## WORK REQUEST
Each line of the listing should be reproduced exactly.

## MATERIAL SHOWN

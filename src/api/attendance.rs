use actix_web::{HttpResponse, Responder, error::ErrorInternalServerError, web};
use chrono::{Local, NaiveDate};
use serde::{Deserialize, Serialize};
use serde_json::json;
use utoipa::{IntoParams, ToSchema};

use crate::model::attendance::{AttendancePatch, AttendanceRecord};
use crate::service::AttendanceService;
use crate::service::attendance::{DayCell, ToggleOutcome, project_week, week_window};
use crate::store::{Operator, WhereClause};

#[derive(Debug, Deserialize, IntoParams)]
pub struct AttendanceQuery {
    /// Restrict to one employee.
    pub employee: Option<i64>,
    /// Earliest date (inclusive), ISO format.
    pub start: Option<NaiveDate>,
    /// Latest date (inclusive), ISO format.
    pub end: Option<NaiveDate>,
}

/// List attendance records
#[utoipa::path(
    get,
    path = "/api/v1/attendance",
    params(AttendanceQuery),
    responses(
        (status = 200, description = "Attendance records (empty on store failure)", body = [AttendanceRecord])
    ),
    tag = "Attendance"
)]
pub async fn list_attendance(
    service: web::Data<AttendanceService>,
    query: web::Query<AttendanceQuery>,
) -> impl Responder {
    let records = match query.employee {
        Some(employee) => {
            service
                .fetch_for_employee(employee, query.start, query.end)
                .await
        }
        None => {
            let mut filters = Vec::new();
            if let Some(start) = query.start {
                filters.push(WhereClause::new(
                    "date",
                    Operator::GreaterThanOrEqualTo,
                    start.to_string(),
                ));
            }
            if let Some(end) = query.end {
                filters.push(WhereClause::new(
                    "date",
                    Operator::LessThanOrEqualTo,
                    end.to_string(),
                ));
            }
            service.fetch_all(filters).await
        }
    };
    HttpResponse::Ok().json(records)
}

/// Today's attendance
#[utoipa::path(
    get,
    path = "/api/v1/attendance/today",
    responses(
        (status = 200, description = "Records for the current day", body = [AttendanceRecord])
    ),
    tag = "Attendance"
)]
pub async fn today_attendance(service: web::Data<AttendanceService>) -> impl Responder {
    let today = Local::now().date_naive();
    HttpResponse::Ok().json(service.fetch_for_day(today).await)
}

/// Get attendance record by id
#[utoipa::path(
    get,
    path = "/api/v1/attendance/{id}",
    params(("id", Path, description = "Attendance record id")),
    responses(
        (status = 200, description = "Record found", body = AttendanceRecord),
        (status = 404, description = "Record not found")
    ),
    tag = "Attendance"
)]
pub async fn get_attendance(
    service: web::Data<AttendanceService>,
    path: web::Path<i64>,
) -> impl Responder {
    match service.get_by_id(path.into_inner()).await {
        Some(record) => HttpResponse::Ok().json(record),
        None => HttpResponse::NotFound().json(json!({
            "message": "Attendance record not found"
        })),
    }
}

/// Create attendance record
#[utoipa::path(
    post,
    path = "/api/v1/attendance",
    request_body = AttendancePatch,
    responses(
        (status = 201, description = "Record created", body = AttendanceRecord),
        (status = 422, description = "Record rejected by the store"),
        (status = 500, description = "Internal server error")
    ),
    tag = "Attendance"
)]
pub async fn create_attendance(
    service: web::Data<AttendanceService>,
    payload: web::Json<AttendancePatch>,
) -> actix_web::Result<impl Responder> {
    match service.create(payload.into_inner()).await {
        Ok(Some(record)) => Ok(HttpResponse::Created().json(record)),
        Ok(None) => Ok(HttpResponse::UnprocessableEntity().json(json!({
            "message": "Failed to create attendance record"
        }))),
        Err(_) => Err(ErrorInternalServerError("Internal Server Error")),
    }
}

/// Update attendance record
#[utoipa::path(
    put,
    path = "/api/v1/attendance/{id}",
    params(("id", Path, description = "Attendance record id")),
    request_body = AttendancePatch,
    responses(
        (status = 200, description = "Record updated", body = AttendanceRecord),
        (status = 422, description = "Record rejected by the store"),
        (status = 500, description = "Internal server error")
    ),
    tag = "Attendance"
)]
pub async fn update_attendance(
    service: web::Data<AttendanceService>,
    path: web::Path<i64>,
    payload: web::Json<AttendancePatch>,
) -> actix_web::Result<impl Responder> {
    match service.update(path.into_inner(), payload.into_inner()).await {
        Ok(Some(record)) => Ok(HttpResponse::Ok().json(record)),
        Ok(None) => Ok(HttpResponse::UnprocessableEntity().json(json!({
            "message": "Failed to update attendance record"
        }))),
        Err(_) => Err(ErrorInternalServerError("Internal Server Error")),
    }
}

/// Delete attendance record
#[utoipa::path(
    delete,
    path = "/api/v1/attendance/{id}",
    params(("id", Path, description = "Attendance record id")),
    responses(
        (status = 200, description = "Successfully deleted"),
        (status = 404, description = "Record not found"),
        (status = 500, description = "Internal server error")
    ),
    tag = "Attendance"
)]
pub async fn delete_attendance(
    service: web::Data<AttendanceService>,
    path: web::Path<i64>,
) -> actix_web::Result<impl Responder> {
    match service.delete(path.into_inner()).await {
        Ok(true) => Ok(HttpResponse::Ok().json(json!({
            "message": "Successfully deleted"
        }))),
        Ok(false) => Ok(HttpResponse::NotFound().json(json!({
            "message": "Attendance record not found"
        }))),
        Err(_) => Err(ErrorInternalServerError("Internal Server Error")),
    }
}

#[derive(Debug, Deserialize, ToSchema)]
pub struct ToggleRequest {
    pub employee: i64,
}

/// Toggle check-in/out for today
#[utoipa::path(
    post,
    path = "/api/v1/attendance/toggle",
    request_body = ToggleRequest,
    responses(
        (status = 200, description = "Checked in or out", body = AttendanceRecord),
        (status = 409, description = "Already checked out today"),
        (status = 422, description = "Write rejected by the store"),
        (status = 500, description = "Internal server error")
    ),
    tag = "Attendance"
)]
pub async fn toggle_attendance(
    service: web::Data<AttendanceService>,
    payload: web::Json<ToggleRequest>,
) -> actix_web::Result<impl Responder> {
    let now = Local::now().naive_local();
    match service.toggle(payload.employee, now).await {
        Ok(ToggleOutcome::CheckedIn(record)) => Ok(HttpResponse::Ok().json(json!({
            "message": "Checked in successfully",
            "record": record
        }))),
        Ok(ToggleOutcome::CheckedOut(record)) => Ok(HttpResponse::Ok().json(json!({
            "message": "Checked out successfully",
            "record": record
        }))),
        Ok(ToggleOutcome::AlreadyCompleted) => Ok(HttpResponse::Conflict().json(json!({
            "message": "Already checked out today"
        }))),
        Ok(ToggleOutcome::Rejected) => Ok(HttpResponse::UnprocessableEntity().json(json!({
            "message": "Failed to record attendance"
        }))),
        Err(_) => Err(ErrorInternalServerError("Internal Server Error")),
    }
}

#[derive(Debug, Deserialize, IntoParams)]
pub struct WeekQuery {
    /// Any date inside the wanted week; defaults to today.
    pub anchor: Option<NaiveDate>,
}

#[derive(Debug, Serialize, ToSchema)]
pub struct WeekResponse {
    pub employee: i64,
    pub days: Vec<DayCell>,
}

/// Weekly attendance grid for one employee
#[utoipa::path(
    get,
    path = "/api/v1/attendance/{employee_id}/week",
    params(
        ("employee_id", Path, description = "Employee id"),
        WeekQuery
    ),
    responses(
        (status = 200, description = "Seven day grid, Monday first", body = WeekResponse)
    ),
    tag = "Attendance"
)]
pub async fn week_attendance(
    service: web::Data<AttendanceService>,
    path: web::Path<i64>,
    query: web::Query<WeekQuery>,
) -> impl Responder {
    let employee = path.into_inner();
    let anchor = query.anchor.unwrap_or_else(|| Local::now().date_naive());
    let window = week_window(anchor);
    let records = service
        .fetch_for_employee(employee, Some(window[0]), Some(window[6]))
        .await;
    HttpResponse::Ok().json(WeekResponse {
        employee,
        days: project_week(&records, employee, anchor),
    })
}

## TASK SOLUTION
filename src/api/attendance.rs
use actix_web::{HttpResponse, Responder, error::ErrorInternalServerError, web};
use chrono::{Local, NaiveDate};
use serde::{Deserialize, Serialize};
use serde_json::json;
use utoipa::{IntoParams, ToSchema};

use crate::model::attendance::{AttendancePatch, AttendanceRecord};
use crate::service::AttendanceService;
use crate::service::attendance::{DayCell, ToggleOutcome, project_week, week_window};
use crate::store::{Operator, WhereClause};

#[derive(Debug, Deserialize, IntoParams)]
pub struct AttendanceQuery {
    /// Restrict to one employee.
    pub employee: Option<i64>,
    /// Earliest date (inclusive), ISO format.
    pub start: Option<NaiveDate>,
    /// Latest date (inclusive), ISO format.
    pub end: Option<NaiveDate>,
}

/// List attendance records
#[utoipa::path(
    get,
    path = "/api/v1/attendance",
    params(AttendanceQuery),
    responses(
        (status = 200, description = "Attendance records (empty on store failure)", body = [AttendanceRecord])
    ),
    tag = "Attendance"
)]
pub async fn list_attendance(
    service: web::Data<AttendanceService>,
    query: web::Query<AttendanceQuery>,
) -> impl Responder {
    let records = match query.employee {
        Some(employee) => {
            service
                .fetch_for_employee(employee, query.start, query.end)
                .await
        }
        None => {
            let mut filters = Vec::new();
            if let Some(start) = query.start {
                filters.push(WhereClause::new(
                    "date",
                    Operator::GreaterThanOrEqualTo,
                    start.to_string(),
                ));
            }
            if let Some(end) = query.end {
                filters.push(WhereClause::new(
                    "date",
                    Operator::LessThanOrEqualTo,
                    end.to_string(),
                ));
            }
            service.fetch_all(filters).await
        }
    };
    HttpResponse::Ok().json(records)
}

/// Today's attendance
#[utoipa::path(
    get,
    path = "/api/v1/attendance/today",
    responses(
        (status = 200, description = "Records for the current day", body = [AttendanceRecord])
    ),
    tag = "Attendance"
)]
pub async fn today_attendance(service: web::Data<AttendanceService>) -> impl Responder {
    let today = Local::now().date_naive();
    HttpResponse::Ok().json(service.fetch_for_day(today).await)
}

/// Get attendance record by id
#[utoipa::path(
    get,
    path = "/api/v1/attendance/{id}",
    params(("id", Path, description = "Attendance record id")),
    responses(
        (status = 200, description = "Record found", body = AttendanceRecord),
        (status = 404, description = "Record not found")
    ),
    tag = "Attendance"
)]
pub async fn get_attendance(
    service: web::Data<AttendanceService>,
    path: web::Path<i64>,
) -> impl Responder {
    match service.get_by_id(path.into_inner()).await {
        Some(record) => HttpResponse::Ok().json(record),
        None => HttpResponse::NotFound().json(json!({
            "message": "Attendance record not found"
        })),
    }
}

/// Create attendance record
#[utoipa::path(
    post,
    path = "/api/v1/attendance",
    request_body = AttendancePatch,
    responses(
        (status = 201, description = "Record created", body = AttendanceRecord),
        (status = 422, description = "Record rejected by the store"),
        (status = 500, description = "Internal server error")
    ),
    tag = "Attendance"
)]
pub async fn create_attendance(
    service: web::Data<AttendanceService>,
    payload: web::Json<AttendancePatch>,
) -> actix_web::Result<impl Responder> {
    match service.create(payload.into_inner()).await {
        Ok(Some(record)) => Ok(HttpResponse::Created().json(record)),
        Ok(None) => Ok(HttpResponse::UnprocessableEntity().json(json!({
            "message": "Failed to create attendance record"
        }))),
        Err(_) => Err(ErrorInternalServerError("Internal Server Error")),
    }
}

/// Update attendance record
#[utoipa::path(
    put,
    path = "/api/v1/attendance/{id}",
    params(("id", Path, description = "Attendance record id")),
    request_body = AttendancePatch,
    responses(
        (status = 200, description = "Record updated", body = AttendanceRecord),
        (status = 422, description = "Record rejected by the store"),
        (status = 500, description = "Internal server error")
    ),
    tag = "Attendance"
)]
pub async fn update_attendance(
    service: web::Data<AttendanceService>,
    path: web::Path<i64>,
    payload: web::Json<AttendancePatch>,
) -> actix_web::Result<impl Responder> {
    match service.update(path.into_inner(), payload.into_inner()).await {
        Ok(Some(record)) => Ok(HttpResponse::Ok().json(record)),
        Ok(None) => Ok(HttpResponse::UnprocessableEntity().json(json!({
            "message": "Failed to update attendance record"
        }))),
        Err(_) => Err(ErrorInternalServerError("Internal Server Error")),
    }
}

/// Delete attendance record
#[utoipa::path(
    delete,
    path = "/api/v1/attendance/{id}",
    params(("id", Path, description = "Attendance record id")),
    responses(
        (status = 200, description = "Successfully deleted"),
        (status = 404, description = "Record not found"),
        (status = 500, description = "Internal server error")
    ),
    tag = "Attendance"
)]
pub async fn delete_attendance(
    service: web::Data<AttendanceService>,
    path: web::Path<i64>,
) -> actix_web::Result<impl Responder> {
    match service.delete(path.into_inner()).await {
        Ok(true) => Ok(HttpResponse::Ok().json(json!({
            "message": "Successfully deleted"
        }))),
        Ok(false) => Ok(HttpResponse::NotFound().json(json!({
            "message": "Attendance record not found"
        }))),
        Err(_) => Err(ErrorInternalServerError("Internal Server Error")),
    }
}

#[derive(Debug, Deserialize, ToSchema)]
pub struct ToggleRequest {
    pub employee: i64,
}

/// Toggle check-in/out for today
#[utoipa::path(
    post,
    path = "/api/v1/attendance/toggle",
    request_body = ToggleRequest,
    responses(
        (status = 200, description = "Checked in or out", body = AttendanceRecord),
        (status = 409, description = "Already checked out today"),
        (status = 422, description = "Write rejected by the store"),
        (status = 500, description = "Internal server error")
    ),
    tag = "Attendance"
)]
pub async fn toggle_attendance(
    service: web::Data<AttendanceService>,
    payload: web::Json<ToggleRequest>,
) -> actix_web::Result<impl Responder> {
    let now = Local::now().naive_local();
    match service.toggle(payload.employee, now).await {
        Ok(ToggleOutcome::CheckedIn(record)) => Ok(HttpResponse::Ok().json(json!({
            "message": "Checked in successfully",
            "record": record
        }))),
        Ok(ToggleOutcome::CheckedOut(record)) => Ok(HttpResponse::Ok().json(json!({
            "message": "Checked out successfully",
            "record": record
        }))),
        Ok(ToggleOutcome::AlreadyCompleted) => Ok(HttpResponse::Conflict().json(json!({
            "message": "Already checked out today"
        }))),
        Ok(ToggleOutcome::Rejected) => Ok(HttpResponse::UnprocessableEntity().json(json!({
            "message": "Failed to record attendance"
        }))),
        Err(_) => Err(ErrorInternalServerError("Internal Server Error")),
    }
}

#[derive(Debug, Deserialize, IntoParams)]
pub struct WeekQuery {
    /// Any date inside the wanted week; defaults to today.
    pub anchor: Option<NaiveDate>,
}

#[derive(Debug, Serialize, ToSchema)]
pub struct WeekResponse {
    pub employee: i64,
    pub days: Vec<DayCell>,
}

/// Weekly attendance grid for one employee
#[utoipa::path(
    get,
    path = "/api/v1/attendance/{employee_id}/week",
    params(
        ("employee_id", Path, description = "Employee id"),
        WeekQuery
    ),
    responses(
        (status = 200, description = "Seven day grid, Monday first", body = WeekResponse)
    ),
    tag = "Attendance"
)]
pub async fn week_attendance(
    service: web::Data<AttendanceService>,
    path: web::Path<i64>,
    query: web::Query<WeekQuery>,
) -> impl Responder {
    let employee = path.into_inner();
    let anchor = query.anchor.unwrap_or_else(|| Local::now().date_naive());
    let window = week_window(anchor);
    let records = service
        .fetch_for_employee(employee, Some(window[0]), Some(window[6]))
        .await;
    HttpResponse::Ok().json(WeekResponse {
        employee,
        days: project_week(&records, employee, anchor),
    })
}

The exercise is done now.